***** DATASET RECORDS

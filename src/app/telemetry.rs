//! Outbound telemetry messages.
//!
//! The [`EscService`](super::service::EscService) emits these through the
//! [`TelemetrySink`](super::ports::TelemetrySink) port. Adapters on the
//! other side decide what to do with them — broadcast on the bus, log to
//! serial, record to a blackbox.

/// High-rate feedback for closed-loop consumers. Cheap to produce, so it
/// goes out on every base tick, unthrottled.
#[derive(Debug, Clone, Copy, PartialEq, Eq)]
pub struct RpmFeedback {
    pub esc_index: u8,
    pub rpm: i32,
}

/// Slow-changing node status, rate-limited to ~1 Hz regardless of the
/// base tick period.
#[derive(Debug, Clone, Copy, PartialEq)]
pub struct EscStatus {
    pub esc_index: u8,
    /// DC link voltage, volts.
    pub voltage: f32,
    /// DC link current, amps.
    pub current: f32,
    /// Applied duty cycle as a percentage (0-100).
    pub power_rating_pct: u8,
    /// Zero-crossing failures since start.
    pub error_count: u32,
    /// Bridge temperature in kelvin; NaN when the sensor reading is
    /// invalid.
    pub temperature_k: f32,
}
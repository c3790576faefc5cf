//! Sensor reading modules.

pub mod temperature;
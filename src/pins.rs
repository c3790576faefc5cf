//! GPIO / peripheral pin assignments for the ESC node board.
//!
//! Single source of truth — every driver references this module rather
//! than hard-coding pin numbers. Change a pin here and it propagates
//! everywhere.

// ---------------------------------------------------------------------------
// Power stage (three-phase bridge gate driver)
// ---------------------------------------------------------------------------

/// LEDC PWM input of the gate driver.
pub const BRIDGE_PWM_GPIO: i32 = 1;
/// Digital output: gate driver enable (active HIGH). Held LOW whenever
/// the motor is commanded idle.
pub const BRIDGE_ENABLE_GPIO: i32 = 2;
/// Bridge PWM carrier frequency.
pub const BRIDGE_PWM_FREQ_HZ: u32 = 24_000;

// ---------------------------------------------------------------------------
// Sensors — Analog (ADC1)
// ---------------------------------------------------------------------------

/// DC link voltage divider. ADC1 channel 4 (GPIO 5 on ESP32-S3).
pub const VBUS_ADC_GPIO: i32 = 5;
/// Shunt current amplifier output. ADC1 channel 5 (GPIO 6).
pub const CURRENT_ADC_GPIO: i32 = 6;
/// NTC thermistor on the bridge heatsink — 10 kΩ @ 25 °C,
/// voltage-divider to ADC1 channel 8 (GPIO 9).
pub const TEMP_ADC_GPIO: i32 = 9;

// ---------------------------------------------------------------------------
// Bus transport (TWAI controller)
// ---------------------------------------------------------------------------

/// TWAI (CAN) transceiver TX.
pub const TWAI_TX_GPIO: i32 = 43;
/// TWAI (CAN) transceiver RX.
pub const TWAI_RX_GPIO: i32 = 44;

**********

▸ **WHAT YOU NEED TO DO**:
Set down the whole listing again. Keep every word as it is.

▸ **RESPONSE TO THE TASK**:
filename src/app/telemetry.rs
//! Outbound telemetry messages.
//!
//! The [`EscService`](super::service::EscService) emits these through the
//! [`TelemetrySink`](super::ports::TelemetrySink) port. Adapters on the
//! other side decide what to do with them — broadcast on the bus, log to
//! serial, record to a blackbox.

/// High-rate feedback for closed-loop consumers. Cheap to produce, so it
/// goes out on every base tick, unthrottled.
#[derive(Debug, Clone, Copy, PartialEq, Eq)]
pub struct RpmFeedback {
    pub esc_index: u8,
    pub rpm: i32,
}

/// Slow-changing node status, rate-limited to ~1 Hz regardless of the
/// base tick period.
#[derive(Debug, Clone, Copy, PartialEq)]
pub struct EscStatus {
    pub esc_index: u8,
    /// DC link voltage, volts.
    pub voltage: f32,
    /// DC link current, amps.
    pub current: f32,
    /// Applied duty cycle as a percentage (0-100).
    pub power_rating_pct: u8,
    /// Zero-crossing failures since start.
    pub error_count: u32,
    /// Bridge temperature in kelvin; NaN when the sensor reading is
    /// invalid.
    pub temperature_k: f32,
}
repository c3790576faefc5cf
//! Sensor reading modules.

pub mod temperature;
filename src/pins.rs
repository c3790576faefc5cf
//! GPIO / peripheral pin assignments for the ESC node board.
//!
//! Single source of truth — every driver references this module rather
//! than hard-coding pin numbers. Change a pin here and it propagates
//! everywhere.

// ---------------------------------------------------------------------------
// Power stage (three-phase bridge gate driver)
// ---------------------------------------------------------------------------

/// LEDC PWM input of the gate driver.
pub const BRIDGE_PWM_GPIO: i32 = 1;
/// Digital output: gate driver enable (active HIGH). Held LOW whenever
/// the motor is commanded idle.
pub const BRIDGE_ENABLE_GPIO: i32 = 2;
/// Bridge PWM carrier frequency.
pub const BRIDGE_PWM_FREQ_HZ: u32 = 24_000;

// ---------------------------------------------------------------------------
// Sensors — Analog (ADC1)
// ---------------------------------------------------------------------------

/// DC link voltage divider. ADC1 channel 4 (GPIO 5 on ESP32-S3).
pub const VBUS_ADC_GPIO: i32 = 5;
/// Shunt current amplifier output. ADC1 channel 5 (GPIO 6).
pub const CURRENT_ADC_GPIO: i32 = 6;
/// NTC thermistor on the bridge heatsink — 10 kΩ @ 25 °C,
/// voltage-divider to ADC1 channel 8 (GPIO 9).
pub const TEMP_ADC_GPIO: i32 = 9;

// ---------------------------------------------------------------------------
// Bus transport (TWAI controller)
// ---------------------------------------------------------------------------

/// TWAI (CAN) transceiver TX.
pub const TWAI_TX_GPIO: i32 = 43;
/// TWAI (CAN) transceiver RX.
pub const TWAI_RX_GPIO: i32 = 44;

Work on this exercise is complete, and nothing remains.